WHAT TO WORK ON =
In the records below, find each line holding the word "Mutex" and copy it.

SUPPLIED DATA =
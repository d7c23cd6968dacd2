//! Value Cache
//!
//! Each key owns a slot. A hit reads the slot without exclusive locking; a
//! miss takes the slot's compute lock, checks again, and computes. Concurrent
//! callers for the same key therefore run the computation once and all see
//! the same value. Clearing swaps in an empty map, so a computation that
//! finishes after a clear lands in a slot nobody can reach any more.

use super::{next_midnight, Clock};
use crate::error::ConfigError;
use crate::types::ConfigMap;
use crate::Result;
use chrono::{DateTime, Local};
use std::any::Any;
use std::collections::HashMap;
use std::sync::{Arc, Mutex, OnceLock, PoisonError, RwLock};
use tracing::{debug, info};

/// A resolved value as held by the cache
#[derive(Clone)]
pub enum CachedValue {
    Text(Arc<str>),
    Map(Arc<ConfigMap>),
    Object(Arc<dyn Any + Send + Sync>),
}

impl std::fmt::Debug for CachedValue {
    fn fmt(&self, f: &mut std::fmt::Formatter<'_>) -> std::fmt::Result {
        match self {
            CachedValue::Text(text) => f.debug_tuple("Text").field(text).finish(),
            CachedValue::Map(map) => f.debug_tuple("Map").field(map).finish(),
            CachedValue::Object(_) => f.write_str("Object(..)"),
        }
    }
}

impl CachedValue {
    pub fn into_text(self, key: &str) -> Result<Arc<str>> {
        match self {
            CachedValue::Text(text) => Ok(text),
            _ => Err(mismatch(key, "string")),
        }
    }

    pub fn into_map(self, key: &str) -> Result<Arc<ConfigMap>> {
        match self {
            CachedValue::Map(map) => Ok(map),
            _ => Err(mismatch(key, "map")),
        }
    }

    pub fn into_object<T>(self, key: &str) -> Result<Arc<T>>
    where
        T: Any + Send + Sync,
    {
        match self {
            CachedValue::Object(object) => object
                .downcast::<T>()
                .map_err(|_| mismatch(key, std::any::type_name::<T>())),
            _ => Err(mismatch(key, std::any::type_name::<T>())),
        }
    }
}

fn mismatch(key: &str, expected: &'static str) -> ConfigError {
    ConfigError::KindMismatch {
        key: crate::logging::sanitize(key),
        expected,
    }
}

#[derive(Default)]
struct Slot {
    value: OnceLock<CachedValue>,
    compute: Mutex<()>,
}

struct Generation {
    entries: HashMap<String, Arc<Slot>>,
    expires_at: Option<DateTime<Local>>,
}

/// Thread-safe cache of resolved configuration with daily expiry
pub struct ValueCache {
    state: RwLock<Generation>,
    clock: Arc<dyn Clock>,
}

impl ValueCache {
    pub fn new(clock: Arc<dyn Clock>) -> Self {
        Self {
            state: RwLock::new(Generation {
                entries: HashMap::new(),
                expires_at: None,
            }),
            clock,
        }
    }

    /// Return the cached value for `key`, computing it on a miss.
    ///
    /// `compute` returning `Ok(None)` or an error leaves the key uncached.
    pub fn get_or_compute<F>(&self, key: &str, compute: F) -> Result<Option<CachedValue>>
    where
        F: FnOnce() -> Result<Option<CachedValue>>,
    {
        self.check_expiration();

        let slot = self.slot(key);
        if let Some(value) = slot.value.get() {
            return Ok(Some(value.clone()));
        }

        let _guard = slot.compute.lock().unwrap_or_else(PoisonError::into_inner);
        if let Some(value) = slot.value.get() {
            return Ok(Some(value.clone()));
        }

        debug!("Cache miss for {}", crate::logging::sanitize(key));
        let computed = compute()?;
        if let Some(value) = &computed {
            // Only this thread can fill the slot while the compute lock is held.
            let _ = slot.value.set(value.clone());
        }
        Ok(computed)
    }

    /// Drop every entry
    pub fn clear(&self) {
        let mut state = self.state.write().unwrap_or_else(PoisonError::into_inner);
        state.entries = HashMap::new();
    }

    /// Number of keys currently holding a value
    pub fn len(&self) -> usize {
        let state = self.state.read().unwrap_or_else(PoisonError::into_inner);
        state
            .entries
            .values()
            .filter(|slot| slot.value.get().is_some())
            .count()
    }

    pub fn is_empty(&self) -> bool {
        self.len() == 0
    }

    /// The instant after which the next read clears the cache
    pub fn expires_at(&self) -> Option<DateTime<Local>> {
        self.state
            .read()
            .unwrap_or_else(PoisonError::into_inner)
            .expires_at
    }

    fn slot(&self, key: &str) -> Arc<Slot> {
        {
            let state = self.state.read().unwrap_or_else(PoisonError::into_inner);
            if let Some(slot) = state.entries.get(key) {
                return slot.clone();
            }
        }

        let mut state = self.state.write().unwrap_or_else(PoisonError::into_inner);
        state.entries.entry(key.to_string()).or_default().clone()
    }

    fn check_expiration(&self) {
        let now = self.clock.now();
        {
            let state = self.state.read().unwrap_or_else(PoisonError::into_inner);
            if matches!(state.expires_at, Some(deadline) if now <= deadline) {
                return;
            }
        }

        let mut state = self.state.write().unwrap_or_else(PoisonError::into_inner);
        let expired = match state.expires_at {
            Some(deadline) => now > deadline,
            None => true,
        };
        if expired {
            state.entries = HashMap::new();
            let deadline = next_midnight(now);
            state.expires_at = Some(deadline);
            info!("Daily config cache refresh, next refresh at {}", deadline);
        }
    }
}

TASK ANSWER =
use std::sync::{Arc, Mutex, OnceLock, PoisonError, RwLock};
    compute: Mutex<()>,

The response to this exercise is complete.